А потом замешалась война. Наши все уехали Родину защищать, даже дедушка с тетей Лидой. А меня на прощанье отец поцеловал. Чмокнул шестилетнего Сивку нежно. А малец, то есть я, не выдержал, с горя в летаргический ухнул сон, лучше не вспоминать. Девять дней я спал, путешествовал на том свете. Райских снов только не видел, потому все смешалось в памяти: дедушка, детский дом, девушки, красивые, как цветы…

Мне знакомый толстовец один говорил: «Ты войны не касайся, Володя! Лев Толстой гениально войну осветил». Я и не собирался касаться. Я войну не люблю. Я люблю оперетту: «Летучая мышь», «Сильву», «Трембиту». Художника Веласкеса, кстати, тоже Сильвой звали. Шестьдесят один год прожил. Мало как живут люди. Видно не мед жизнь была, а может, чума напала, инквизиция или ел с оловянной посуды… Я об оперетте… Какая прекрасная музыка! Даже слушать ее невозможно! Я весь в мурашках, как пьяный. Поют сильно, аплодируют страстно! Перья страуса, цветы и везде женщины, созданные для любви!

А в войну мы с братом у добрых людей на станции Углич жили. Нам хоть бы хны! А потом в детском доме, как у Христа за пазухой. Сравнительный гуманизм раньше был. Правда, у Христа за пазухой до поры до времени хорошо, а как ризы начнут делить – запоешь!

По заброшенной узкоколейке мы тогда на станцию часто ходили.
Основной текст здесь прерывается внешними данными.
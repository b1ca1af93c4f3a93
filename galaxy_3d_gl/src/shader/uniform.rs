/// Uniform values and type-dispatched setters

use std::fmt;

use crate::context::{GraphicsContext, UniformLocation};
use crate::error::{Error, Result};
use crate::shader::GlslType;

// ===== VALUES =====

/// Value supplied for a uniform
///
/// Scalars are stored as `f64` and narrowed by the setter (truncated for
/// `int`). Vectors and matrices are flat `f32` sequences; matrices are
/// column-major.
#[derive(Debug, Clone, PartialEq)]
pub enum UniformValue {
    Scalar(f64),
    Sequence(Vec<f32>),
}

impl fmt::Display for UniformValue {
    fn fmt(&self, f: &mut fmt::Formatter<'_>) -> fmt::Result {
        match self {
            UniformValue::Scalar(value) => write!(f, "{}", value),
            UniformValue::Sequence(values) => write!(f, "{:?}", values),
        }
    }
}

impl From<f32> for UniformValue {
    fn from(value: f32) -> Self {
        UniformValue::Scalar(value as f64)
    }
}

impl From<f64> for UniformValue {
    fn from(value: f64) -> Self {
        UniformValue::Scalar(value)
    }
}

impl From<i32> for UniformValue {
    fn from(value: i32) -> Self {
        UniformValue::Scalar(value as f64)
    }
}

impl From<u32> for UniformValue {
    fn from(value: u32) -> Self {
        UniformValue::Scalar(value as f64)
    }
}

impl From<Vec<f32>> for UniformValue {
    fn from(values: Vec<f32>) -> Self {
        UniformValue::Sequence(values)
    }
}

impl From<&[f32]> for UniformValue {
    fn from(values: &[f32]) -> Self {
        UniformValue::Sequence(values.to_vec())
    }
}

impl<const N: usize> From<[f32; N]> for UniformValue {
    fn from(values: [f32; N]) -> Self {
        UniformValue::Sequence(values.to_vec())
    }
}

impl From<glam::Vec2> for UniformValue {
    fn from(value: glam::Vec2) -> Self {
        UniformValue::Sequence(value.to_array().to_vec())
    }
}

impl From<glam::Vec3> for UniformValue {
    fn from(value: glam::Vec3) -> Self {
        UniformValue::Sequence(value.to_array().to_vec())
    }
}

impl From<glam::Vec4> for UniformValue {
    fn from(value: glam::Vec4) -> Self {
        UniformValue::Sequence(value.to_array().to_vec())
    }
}

impl From<glam::Mat4> for UniformValue {
    fn from(value: glam::Mat4) -> Self {
        UniformValue::Sequence(value.to_cols_array().to_vec())
    }
}

impl From<&[glam::Mat4]> for UniformValue {
    fn from(values: &[glam::Mat4]) -> Self {
        UniformValue::Sequence(bytemuck::cast_slice::<glam::Mat4, f32>(values).to_vec())
    }
}

// ===== SETTERS =====

/// Setter selected for a (declared type, value) pair
#[derive(Debug, Clone, Copy, PartialEq)]
pub enum UniformSetter<'a> {
    Int(i32),
    Float(f32),
    FloatArray(&'a [f32]),
    Vec2(&'a [f32]),
    Vec3(&'a [f32]),
    Vec4(&'a [f32]),
    Mat4(&'a [f32]),
}

impl<'a> UniformSetter<'a> {
    /// Pick the setter for `value` assigned to a uniform declared as `glsl_type`
    ///
    /// # Errors
    ///
    /// - `Error::UnsupportedUniform` if no setter handles the pair
    /// - `Error::UniformLength` if a vector/matrix sequence is empty or not a
    ///   multiple of the component count
    pub fn select(name: &str, glsl_type: &GlslType, value: &'a UniformValue) -> Result<Self> {
        let setter = match (glsl_type, value) {
            (GlslType::Int, UniformValue::Scalar(v)) => UniformSetter::Int(*v as i32),
            (GlslType::Float, UniformValue::Scalar(v)) => UniformSetter::Float(*v as f32),
            (GlslType::Float, UniformValue::Sequence(v)) => UniformSetter::FloatArray(v),
            (GlslType::Vec2, UniformValue::Sequence(v)) => UniformSetter::Vec2(check_length(name, v, 2)?),
            (GlslType::Vec3, UniformValue::Sequence(v)) => UniformSetter::Vec3(check_length(name, v, 3)?),
            (GlslType::Vec4, UniformValue::Sequence(v)) => UniformSetter::Vec4(check_length(name, v, 4)?),
            (GlslType::Mat4, UniformValue::Sequence(v)) => UniformSetter::Mat4(check_length(name, v, 16)?),
            (glsl_type, value) => {
                return Err(Error::UnsupportedUniform {
                    name: name.to_string(),
                    glsl_type: glsl_type.as_str().to_string(),
                    value: value.to_string(),
                });
            }
        };
        Ok(setter)
    }

    /// Issue the setter call
    pub fn apply(&self, context: &dyn GraphicsContext, location: UniformLocation) {
        match *self {
            UniformSetter::Int(v) => context.uniform_1_i32(location, v),
            UniformSetter::Float(v) => context.uniform_1_f32(location, v),
            UniformSetter::FloatArray(v) => context.uniform_1_f32_slice(location, v),
            UniformSetter::Vec2(v) => context.uniform_2_f32_slice(location, v),
            UniformSetter::Vec3(v) => context.uniform_3_f32_slice(location, v),
            UniformSetter::Vec4(v) => context.uniform_4_f32_slice(location, v),
            UniformSetter::Mat4(v) => context.uniform_matrix_4_f32_slice(location, false, v),
        }
    }
}

fn check_length<'a>(name: &str, values: &'a [f32], components: usize) -> Result<&'a [f32]> {
    if values.is_empty() || values.len() % components != 0 {
        return Err(Error::UniformLength {
            name: name.to_string(),
            components,
            len: values.len(),
        });
    }
    Ok(values)
}

#[cfg(test)]
#[path = "uniform_tests.rs"]
mod tests;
Вдруг отец, дядя Коля или дядя Толя приедут. Кто-то еще. Да и вообще интересно, куда колея, почему паровоз брошен? Лезем, лезем на паровоз, ни души человеческой, ничегошеньки. Телеграфная проволока дрожит, а на столбах вороны, как вестники смерти в черном крепе сидят, похоронами в мире животных занимаются. Сердце екает, такой еловый лес вокруг мрачный. Я еловый лес не люблю. В нем птиц не слыхать, а трава под иголками чахнет. Ели только на Новый год в огнях хороши.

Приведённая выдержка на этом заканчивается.